Ann Kennedy Smith: “The Cambridge Wives: Caroline Jebb, Mary Paley Marshall and Ida Darwin, 1870–1946”
In 1882 a special law was passed in Cambridge – little changed since medieval times – allowing college fellows to marry at last. The new brides arrived at the same time as the first women students, and they created a new society, throwing out many of the Victorian rules and conventions and starting afresh. This book tells the story of three prominent wives: Caroline Jebb, an astute social chronicler and irresistible charmer, great-aunt to Gwen Raverat; Mary Paley Marshall, first a Cambridge student, then the country’s first economics lecturer; and Ida Darwin, a pioneer in establishing national mental healthcare and wife of Charles Darwin’s son Horace who became part of the “colony of Darwins”. Ann Kennedy Smith has mined these women’s letters, memoirs and diaries to portray lives that were spirited and courageous in fighting to become accepted on their own terms in a man’s world.

Judith Paisner: “Nothing but Letters: The Story of Ruth Loew and Taddy Rechtman and their Families, 1933–46”
This story tells of the upheaval of two Jewish families in Germany, the Loews from Berlin and the Rechtmans from Apolda, who were connected by the marriage of their children Ruth and Taddy. By the end of WWII, all that was left to preserve the families’ sense of history and identity was a collection of some 1,500 letters carefully hoarded by Ruth Loew, and handed down to her daughter, Judith Paisner, who uses them to reconstruct a fateful period for her extended family. The story encompasses life and death in ghetto Lodz, Auschwitz and forced labour camps, the ordeal of trying to reach Palestine, years spent in Italian prison camps – as well as the miracle of those who survived, and how. It is a story of the necessity of flight, and of the fate of refugees – never more relevant than now – and told through a web of vivid letters that plunge us straight into the past.

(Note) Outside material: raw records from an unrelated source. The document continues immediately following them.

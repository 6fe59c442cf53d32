//! Unified error handling for the API.
//!
//! Domain failures are caught at the boundary and translated to the response
//! envelope; nothing propagates as an unhandled fault.

use axum::{
    Json,
    http::StatusCode,
    response::{IntoResponse, Response},
};
use thiserror::Error;

use crate::db::RepositoryError;
use crate::response::ApiResponse;

/// Application-level error type.
#[derive(Debug, Error)]
pub enum AppError {
    /// Database operation failed.
    #[error("Database error: {0}")]
    Database(#[from] RepositoryError),

    /// Malformed or duplicate input.
    #[error("Validation failed: {0}")]
    Validation(String),

    /// Resource not found.
    #[error("Not found: {0}")]
    NotFound(String),

    /// Bad credentials.
    #[error("Unauthorized: {0}")]
    Unauthorized(String),

    /// Inactive account or insufficient role.
    #[error("Forbidden: {0}")]
    Forbidden(String),

    /// OTP cooldown window not elapsed.
    #[error("Too many requests: {0}")]
    TooManyRequests(String),

    /// OTP mismatch, already consumed, or past its expiry.
    #[error("Invalid or expired OTP")]
    InvalidOrExpiredOtp,

    /// Internal server error.
    #[error("Internal error: {0}")]
    Internal(String),
}

impl IntoResponse for AppError {
    fn into_response(self) -> Response {
        // Log server errors with Sentry
        if matches!(self, Self::Database(_) | Self::Internal(_))
            && !matches!(
                self,
                Self::Database(RepositoryError::NotFound | RepositoryError::Conflict(_))
            )
        {
            let event_id = sentry::capture_error(&self);
            tracing::error!(
                error = %self,
                sentry_event_id = %event_id,
                "API request error"
            );
        }

        let status = match &self {
            Self::Database(RepositoryError::NotFound) | Self::NotFound(_) => StatusCode::NOT_FOUND,
            Self::Database(RepositoryError::Conflict(_))
            | Self::Validation(_)
            | Self::InvalidOrExpiredOtp => StatusCode::BAD_REQUEST,
            Self::Database(_) | Self::Internal(_) => StatusCode::INTERNAL_SERVER_ERROR,
            Self::Unauthorized(_) => StatusCode::UNAUTHORIZED,
            Self::Forbidden(_) => StatusCode::FORBIDDEN,
            Self::TooManyRequests(_) => StatusCode::TOO_MANY_REQUESTS,
        };

        // Don't expose internal error details to clients
        let message = match &self {
            Self::Database(RepositoryError::NotFound) => "Not found".to_string(),
            Self::Database(RepositoryError::Conflict(msg)) => msg.clone(),
            Self::Database(_) | Self::Internal(_) => "Internal server error".to_string(),
            Self::Validation(msg)
            | Self::NotFound(msg)
            | Self::Unauthorized(msg)
            | Self::Forbidden(msg)
            | Self::TooManyRequests(msg) => msg.clone(),
            Self::InvalidOrExpiredOtp => "Invalid or expired OTP".to_string(),
        };

        (status, Json(ApiResponse::error(message))).into_response()
    }
}

#[cfg(test)]
mod tests {
    use super::*;

    fn get_status(err: AppError) -> StatusCode {
        err.into_response().status()
    }

    #[test]
    fn test_app_error_display() {
        let err = AppError::NotFound("user 123".to_string());
        assert_eq!(err.to_string(), "Not found: user 123");

        let err = AppError::Validation("invalid input".to_string());
        assert_eq!(err.to_string(), "Validation failed: invalid input");
    }

    #[test]
    fn test_app_error_status_codes() {
        assert_eq!(
            get_status(AppError::NotFound("test".to_string())),
            StatusCode::NOT_FOUND
        );
        assert_eq!(
            get_status(AppError::Validation("test".to_string())),
            StatusCode::BAD_REQUEST
        );
        assert_eq!(
            get_status(AppError::Unauthorized("test".to_string())),
            StatusCode::UNAUTHORIZED
        );
        assert_eq!(
            get_status(AppError::Forbidden("test".to_string())),
            StatusCode::FORBIDDEN
        );
        assert_eq!(
            get_status(AppError::TooManyRequests("test".to_string())),
            StatusCode::TOO_MANY_REQUESTS
        );
        assert_eq!(
            get_status(AppError::Internal("test".to_string())),
            StatusCode::INTERNAL_SERVER_ERROR
        );
    }

    #[test]
    fn test_otp_failures_surface_as_bad_request() {
        // A failed OTP check is a 400, never a 401/404
        assert_eq!(get_status(AppError::InvalidOrExpiredOtp), StatusCode::BAD_REQUEST);
    }

    #[test]
    fn test_repository_conflict_is_validation() {
        let err = AppError::Database(RepositoryError::Conflict(
            "A user with this email already exists.".to_string(),
        ));
        assert_eq!(get_status(err), StatusCode::BAD_REQUEST);
    }

    #[test]
    fn test_repository_not_found_maps_to_404() {
        let err = AppError::Database(RepositoryError::NotFound);
        assert_eq!(get_status(err), StatusCode::NOT_FOUND);
    }
}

Francesca Wade: “Square Haunting: A group biography of eight women who lived in Mecklenburgh Square between the wars”
Mecklenbergh Square has always been a radical address. Nestled within Bloomsbury, between the wars it attracted not only the wider Bloomsbury group and their satellites, but an astonishing group of writers, bohemians and London luminati, many of them women. “Places explain people,” said David Garnett, and Francesca Wade uses the Square as a prism through which to explore the intersecting inter-war lives of writers Hilda Doolittle (H.D.) and Dorothy L Sayers; the stylish lesbian Nancy Morris; historian and suffragist Eileen Power; classicist Jane Harrison and her lover Hope Mirlees, whose poetic work Paris was published by Woolf at the Hogarth Press; Lorna Wishart, muse to Laurie Lee; and Virginia Woolf, considered mainly here as a chronicler of war and of the City of London, “the passion of my life”. Some well chronicled, others hardly known, these figures are brought together to illuminate a febrile and fascinating era in the life of the great city.

The Prize, worth £2,000 to the winner, will be awarded at the Biographers’ Club dinner on 4 November.